La scoperta più rilevante, in astrofisica, negli ultimi anni è stata l’osservazione delle onde gravitazionali: da quel giorno di febbraio 2016 si parla di “astrofisica multimessaggero”, proprio perché si è stati in grado di osservare non solo la luce, o le radiazioni elettromagnetiche, ma anche qualcosa di completamente diverso. Un altro attore era atteso al varco, ed è il neutrino. Oggi gli scienziati di Icecube hanno finalmente potuto correlare, o almeno mettere insieme un corposo insieme di indizi che indica una correlazione, un evento di altissima energia a una sorgente di radiazione elettromagnetica. Questo sarà ricordato come il primo esempio di astronomia con neutrini, se arriveranno ulteriori conferme.

Il neutrino è una particella di massa piccolissima che interagisce pochissimo con la materia. Ogni secondo, qualcosa come 10.000 miliardi di neutrini attraversano il nostro corpo, senza che ce ne accorgiamo. Questo consente al neutrino di attraversare stelle, nuvole di gas e polveri, distanze immense nello spazio portando con sé una preziosa informazione su come si è generato. Inoltre, non avendo carica elettrica, non viene deviato dai campi magnetici di stelle e galassie, permettendoci anche di ricostruire la direzione da cui arriva. Il suo aspetto più negativo (ma anche quello che gli permette di attraversare indisturbato praticamente l’intero Universo) è che interagisce solo debolmente con la materia, per cui abbiamo bisogno di rivelatori immensi per osservarlo.

Icecube è uno di questi, un insieme di 86 stringhe di rivelatori di luce immersi nel ghiaccio antartico. Questo rivelatore osserva un volume complessivo di circa un chilometro cubo, pari a un miliardo di tonnellate d’acqua.

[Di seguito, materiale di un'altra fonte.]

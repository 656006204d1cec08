//! Cluster Protocol Messages
//!
//! Wire layout of one message:
//!
//! ```text
//! type:u8 | options_length:varint | options | payload_length:varint | payload
//! ```
//!
//! `options` is a bincode-encoded header specific to the message type;
//! `payload` carries the application payload of relayed and retained
//! publishes and is empty otherwise. Varints use the same base-128
//! encoding as the MQTT remaining length.

use std::fmt;
use std::sync::Arc;

use bincode::{Decode, Encode};
use bytes::{BufMut, Bytes, BytesMut};

use crate::codec::{read_variable_int, write_variable_int};
use crate::protocol::{DecodeError, Properties, Publish, QoS, SubscriptionOptions};

/// Protocol version exchanged in `Hello`
pub const CLUSTER_PROTOCOL_VERSION: u8 = 1;

/// Default upper bound for one cluster frame
pub const DEFAULT_MAX_FRAME_SIZE: usize = 16 * 1024 * 1024;

#[derive(Debug)]
pub enum ClusterError {
    Encode(bincode::error::EncodeError),
    Decode(bincode::error::DecodeError),
    Varint(DecodeError),
    UnknownType(u8),
    /// Header field out of range (QoS, subscription options)
    InvalidField(&'static str),
    FrameTooLarge { size: usize, max: usize },
    VersionMismatch(u8),
    Io(std::io::Error),
}

impl fmt::Display for ClusterError {
    fn fmt(&self, f: &mut fmt::Formatter<'_>) -> fmt::Result {
        match self {
            ClusterError::Encode(e) => write!(f, "encode error: {}", e),
            ClusterError::Decode(e) => write!(f, "decode error: {}", e),
            ClusterError::Varint(e) => write!(f, "bad length: {}", e),
            ClusterError::UnknownType(t) => write!(f, "unknown message type {}", t),
            ClusterError::InvalidField(what) => write!(f, "invalid field: {}", what),
            ClusterError::FrameTooLarge { size, max } => {
                write!(f, "frame of {} bytes exceeds limit of {}", size, max)
            }
            ClusterError::VersionMismatch(v) => write!(f, "peer speaks protocol version {}", v),
            ClusterError::Io(e) => write!(f, "IO error: {}", e),
        }
    }
}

Un neutrino può interagire nel ghiaccio o nella roccia sottostante, trasformandosi in una particella carica di cui possiamo misurare energia e direzione. Questo accade molto raramente, ma quando accade si cerca di trovare una “controparte ottica”, ovvero una sorgente già nota in un altro modo, per esempio per la sua emissione nei raggi gamma, a cui associare il neutrino. Questo è successo per l’evento da 290 TeraelettronVolt osservato il 22 settembre 2017. Questa energia corrisponde a 40 volte l’energia raggiunta da un protone accelerato al large Hadron Collider del CERN, o a un oggetto di un grammo che si muove a 30 centimetri al secondo, parecchio per una singola particella elementare.

Da quando è stato diramato il comunicato che era stato osservato questo neutrino, parecchi telescopi hanno iniziato a scandagliare il cielo nell’area da cui lo si è visto arrivare e oggi è stato annunciato che la sorgente è stata identificata ed è il blazar TXS 0506+056. Un blazar è un particolare tipo di nucleo galattico attivo, da cui ci arrivano raggi gamma e X in quantità enormemente superiore a una galassia “tranquilla” come la nostra. Questo in particolare si trova a circa 4 miliardi e mezzo di anni luce da noi  nella costellazione di Orione.

Svariati strumenti, sia basati a terra che in orbita, hanno confermato una attività anomala del blazar TXS 0506+056 nelle settimane in cui è stato rivelato il neutrino ad alta energia da Icecube, rafforzando l’ipotesi che ci sia una correlazione. L’osservazione di neutrini provenienti da regioni in cui avvengono fenomeni di energia estrema nell’universo ci consentirà di discriminare tra i vari modelli che sono alla base della descrizione di questi fenomeni stessi: il fatto stesso di avere un neutrino, per esempio, già ci indica che è altamente probabile che vengano accelerati anche protoni, oltre agli elettroni, che sarebbero sufficienti a spiegare la radiazione elettromagnetica. Per ora questa singola osservazione non ci dice molto di più, ma ci consente di affermare che un nuovo capitolo dell’astronomia multimessaggero è stato finalmente aperto.